Utilizing non-physicians providers––physician assistants and nurse practitioners–– guided by practice guidelines in the office/clinic and dialysis facility creates tremendous capacity for nephrologists. Indeed, following an initial visit/consult and diagnosis, patients should be turned over to the NPPs chronic kidney disease clinic for follow-up care, with nephrologist oversight. This increases the clinical capacity two- or three-fold. The same is also true for the dialysis facilities. Using robust electronic medical records, patient satisfaction surveys, and other tools, quality metrics and patient outcomes are easily tracked and measured to ensure goals are being met.


The use of nephro-hospitalists is not a new concept, but one that is underutilized and worth discussing. Are you tired of trying to be in three places at once? Under pressure from hospital administrators to “move patients through” the hospital stay quickly? Hate early-morning and late-day urgent consults? Wondering how your practice will meet the hospital demands imposed by risk contracts? A nephro-hospitalist may be the answer, particularly for mature practices with established referral patterns and robust patient populations.

The concept is relatively simple. New fellow graduates (many of whom choose hospitalist work for financial reasons) would serve as hospital-based nephrologists representing the practice. They would have fixed hours; be able to quickly and efficiently see consults, and do rounds with existing patients. In addition, they would be able to develop and maintain relationships with intensive care, cardiac, emergency room and primary care hospitalist staff. Their presence would free up senior nephrologists to focus on restructuring the practice as necessary.

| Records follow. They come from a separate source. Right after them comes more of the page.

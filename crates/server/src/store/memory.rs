// BSD 3-Clause License
// Copyright (c) 2026, Virtual Cable S.L.
// All rights reserved.
//
// Redistribution and use in source and binary forms, with or without
// modification, are permitted provided that the following conditions are met:
//
// 1. Redistributions of source code must retain the above copyright notice,
//    this list of conditions and the following disclaimer.
//
// 2. Redistributions in binary form must reproduce the above copyright notice,
//    this list of conditions and the following disclaimer in the documentation
//    and/or other materials provided with the distribution.
//
// 3. Neither the name of the copyright holder nor the names of its contributors
//    may be used to endorse or promote products derived from this software
//    without specific prior written permission.
//
// THIS SOFTWARE IS PROVIDED BY THE COPYRIGHT HOLDERS AND CONTRIBUTORS "AS IS"
// AND ANY EXPRESS OR IMPLIED WARRANTIES, INCLUDING, BUT NOT LIMITED TO, THE
// IMPLIED WARRANTIES OF MERCHANTABILITY AND FITNESS FOR A PARTICULAR PURPOSE ARE
// DISCLAIMED. IN NO EVENT SHALL THE COPYRIGHT HOLDER OR CONTRIBUTORS BE LIABLE
// FOR ANY DIRECT, INDIRECT, INCIDENTAL, SPECIAL, EXEMPLARY, OR CONSEQUENTIAL
// DAMAGES (INCLUDING, BUT NOT LIMITED TO, PROCUREMENT OF SUBSTITUTE GOODS OR
// SERVICES; LOSS OF USE, DATA, OR PROFITS; OR BUSINESS INTERRUPTION) HOWEVER
// CAUSED AND ON ANY THEORY OF LIABILITY, WHETHER IN CONTRACT, STRICT LIABILITY,
// OR TORT (INCLUDING NEGLIGENCE OR OTHERWISE) ARISING IN ANY WAY OUT OF THE USE
// OF THIS SOFTWARE, EVEN IF ADVISED OF THE POSSIBILITY OF SUCH DAMAGE.

// Authors: Adolfo Gómez, dkmaster at dkmon dot com
use std::collections::{BTreeMap, HashMap};
use std::sync::RwLock;

use async_trait::async_trait;

use shared::action::{Action, Meta};

use super::{MetaPatch, Store};

#[derive(Default)]
struct Inner {
    // added index -> entry, keeps insertion order for iteration
    entries: BTreeMap<u64, (Action, Meta)>,
    ids: HashMap<String, u64>,
    counter: u64,
    last_sent: u64,
    last_received: u64,
}

/// Default in-memory store. Lock scope never spans an await point.
#[derive(Default)]
pub struct MemoryStore {
    inner: RwLock<Inner>,
}

impl MemoryStore {
    pub fn new() -> Self {
        MemoryStore::default()
    }
}

#[async_trait]
impl Store for MemoryStore {
    async fn add(&self, action: Action, mut meta: Meta) -> Option<Meta> {
        let mut inner = self.inner.write().unwrap();
        if inner.ids.contains_key(&meta.id) {
            return None;
        }
        inner.counter += 1;
        let added = inner.counter;
        meta.added = added;
        inner.ids.insert(meta.id.clone(), added);
        inner.entries.insert(added, (action, meta.clone()));
        Some(meta)
    }

    async fn change_meta(&self, id: &str, patch: MetaPatch) -> bool {
        let mut inner = self.inner.write().unwrap();
        let Some(added) = inner.ids.get(id).copied() else {
            return false;
        };
        if let Some((_, meta)) = inner.entries.get_mut(&added) {
            patch.apply(meta);
            true
        } else {
            false
        }
    }

    async fn remove(&self, id: &str) -> Option<(Action, Meta)> {
        let mut inner = self.inner.write().unwrap();
        let added = inner.ids.remove(id)?;
        inner.entries.remove(&added)
    }

    async fn remove_reason(&self, reason: &str) -> Vec<(Action, Meta)> {
        let mut inner = self.inner.write().unwrap();
        let mut removed = Vec::new();
        let mut keep = BTreeMap::new();
        for (added, (action, mut meta)) in std::mem::take(&mut inner.entries) {
            if meta.reasons.iter().any(|existing| existing == reason) {
                meta.reasons.retain(|existing| existing != reason);
                if meta.reasons.is_empty() {
                    inner.ids.remove(&meta.id);
                    removed.push((action, meta));
                    continue;
                }
            }
            keep.insert(added, (action, meta));
        }
        inner.entries = keep;
        removed
    }

    async fn by_id(&self, id: &str) -> Option<(Action, Meta)> {
        let inner = self.inner.read().unwrap();
        let added = inner.ids.get(id)?;
        inner.entries.get(added).cloned()
    }

    async fn entries(&self) -> Vec<(Action, Meta)> {
        let inner = self.inner.read().unwrap();
        inner.entries.values().cloned().collect()
    }

    async fn last_added(&self) -> u64 {
        self.inner.read().unwrap().counter
    }

    async fn last_synced(&self) -> (u64, u64) {
        let inner = self.inner.read().unwrap();
        (inner.last_sent, inner.last_received)
    }

    async fn set_last_synced(&self, sent: Option<u64>, received: Option<u64>) {
        let mut inner = self.inner.write().unwrap();
        if let Some(sent) = sent {
            inner.last_sent = sent;
        }
        if let Some(received) = received {
            inner.last_received = received;
        }
    }

    async fn has(&self, id: &str) -> bool {
        self.inner.read().unwrap().ids.contains_key(id)
    }
}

Expanded use of EMR, telemedicine

More than 85% of practices now have EMRs, and for the majority of us, they are a one-way street. We put data in but get little back. Given the increased focus on population risk management and measuring quality, getting the full use out of EMRs is essential. Aggregating this data at local, regional and national levels — similar to what is done with end stage renal disease data — is also critical. The Renal Physicians Association, along with EMR vendors, have developed registries to accomplish this. Senior practice staff, now freed up by using physician extenders and nephro-hospitalists, can better focus on these issues. Another way to help modernize our industry is by expanding the use of telemedicine, a practice that is growing and is reported to become an $18 billion business by 2020.2 Payers and patients are slowly accepting it, and its use in remote care settings should be viewed as an efficient way to treat underserved populations.

Pulling it all together

Incorporating these changes will elevate nephrologists to the position of overseeing the care of kidney patients and leading quality population management. It also will allow senior practice physicians to focus on the restructuring necessary to cope with the evolving requirements of risk management. Each practice will move in this direction based on regional factors, as well as internal practice dynamics. The transition doesn’t have to be disruptive, but rather, incremental. Figures 2-5 represent some of these changes in the office/clinic, IT/EMR, dialysis facility, and hospital settings.

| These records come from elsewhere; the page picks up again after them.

//! Request handlers.
//!
//! Handlers authenticate, validate the request body and delegate to
//! [`crate::services`]. Request bodies are camelCase; responses wrap the
//! service result in [`crate::response::DataResponse`].

pub mod evaluation;
pub mod proposal;
pub mod rubric;
//! JWT access-token generation and validation.
//!
//! Access tokens are HS256-signed JWTs containing a [`Claims`] payload. Token
//! issuance belongs to the platform's login flow; this service only needs to
//! verify tokens and, for local runs and tests, mint them.

use charm_core::types::DbId;
use jsonwebtoken::{decode, encode, DecodingKey, EncodingKey, Header, Validation};
use serde::{Deserialize, Serialize};
use uuid::Uuid;

use crate::config::ConfigError;

/// JWT claims embedded in every access token.
#[derive(Debug, Serialize, Deserialize, Clone)]
pub struct Claims {
    /// Subject: the user's id.
    pub sub: DbId,
    /// The user's role name (e.g. `"admin"`, `"member"`).
    pub role: String,
    /// Expiration time (UTC Unix timestamp).
    pub exp: i64,
    /// Issued-at time (UTC Unix timestamp).
    pub iat: i64,
    /// Unique token identifier (UUID v4).
    pub jti: String,
}

/// Configuration for JWT token generation and validation.
#[derive(Debug, Clone)]
pub struct JwtConfig {
    /// HMAC-SHA256 secret used to sign and verify tokens.
    pub secret: String,
    /// Access token lifetime in minutes (default: 15).
    pub access_token_expiry_mins: i64,
}

/// Default access token expiry in minutes.
const DEFAULT_ACCESS_EXPIRY_MINS: i64 = 15;

impl JwtConfig {
    /// Load JWT configuration from environment variables.
    ///
    /// | Env Var                  | Required | Default |
    /// |--------------------------|----------|---------|
    /// | `JWT_SECRET`             | **yes**  | --      |
    /// | `JWT_ACCESS_EXPIRY_MINS` | no       | `15`    |
    pub fn from_env() -> Result<Self, ConfigError> {
        let secret = std::env::var("JWT_SECRET")
            .ok()
            .filter(|s| !s.is_empty())
            .ok_or(ConfigError::Missing("JWT_SECRET"))?;

        let access_token_expiry_mins = match std::env::var("JWT_ACCESS_EXPIRY_MINS") {
            Ok(raw) => raw.parse().map_err(|_| ConfigError::Invalid {
                var: "JWT_ACCESS_EXPIRY_MINS",
                value: raw,
            })?,
            Err(_) => DEFAULT_ACCESS_EXPIRY_MINS,
        };

        Ok(Self {
            secret,
            access_token_expiry_mins,
        })
    }
}

/// Generate an HS256 access token for the given user.
pub fn generate_access_token(
    user_id: DbId,
    role: &str,
    config: &JwtConfig,
) -> Result<String, jsonwebtoken::errors::Error> {
    let now = chrono::Utc::now().timestamp();
    let exp = now + config.access_token_expiry_mins * 60;

    let claims = Claims {
        sub: user_id,
        role: role.to_string(),
        exp,
        iat: now,
        jti: Uuid::new_v4().to_string(),
    };

    encode(
        &Header::default(), // HS256
        &claims,
        &EncodingKey::from_secret(config.secret.as_bytes()),
    )
}

/// Validate and decode an access token, returning the embedded [`Claims`].
///
/// Validates the signature and expiration.
pub fn validate_token(
    token: &str,
    config: &JwtConfig,
) -> Result<Claims, jsonwebtoken::errors::Error> {
    let token_data = decode::<Claims>(
        token,
        &DecodingKey::from_secret(config.secret.as_bytes()),
        &Validation::default(), // HS256, validates exp
    )?;
    Ok(token_data.claims)
}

There is no one-size-fits-all solution that will work for every practice. Rather, we should focus on a philosophical paradigm shift from direct caregiver to the leader of the kidney care team in the broadest sense. I want to be clear: Using nephrologists solely for direct provision of patient care undervalues our skills and limits the delivery of care. Expanded training and use of nephrology physician extenders and incorporation of nephro-hospitalists are important steps forward to better utilizing our skills, given patients’ and payers’ new expectations. We are highly trained professionals with the knowledge and skills to determine the future of our specialty and the care of our patients. Let’s do so.


  1. Health and Human Services. Better, Smarter, Healthier: In historic announcement, HHS sets clear goals and timeline for shifting Medicare reimbursements from volume to value.
  2. 2 Hall SD. Fierce health IT. Rapid growth projected for global telemedicine market.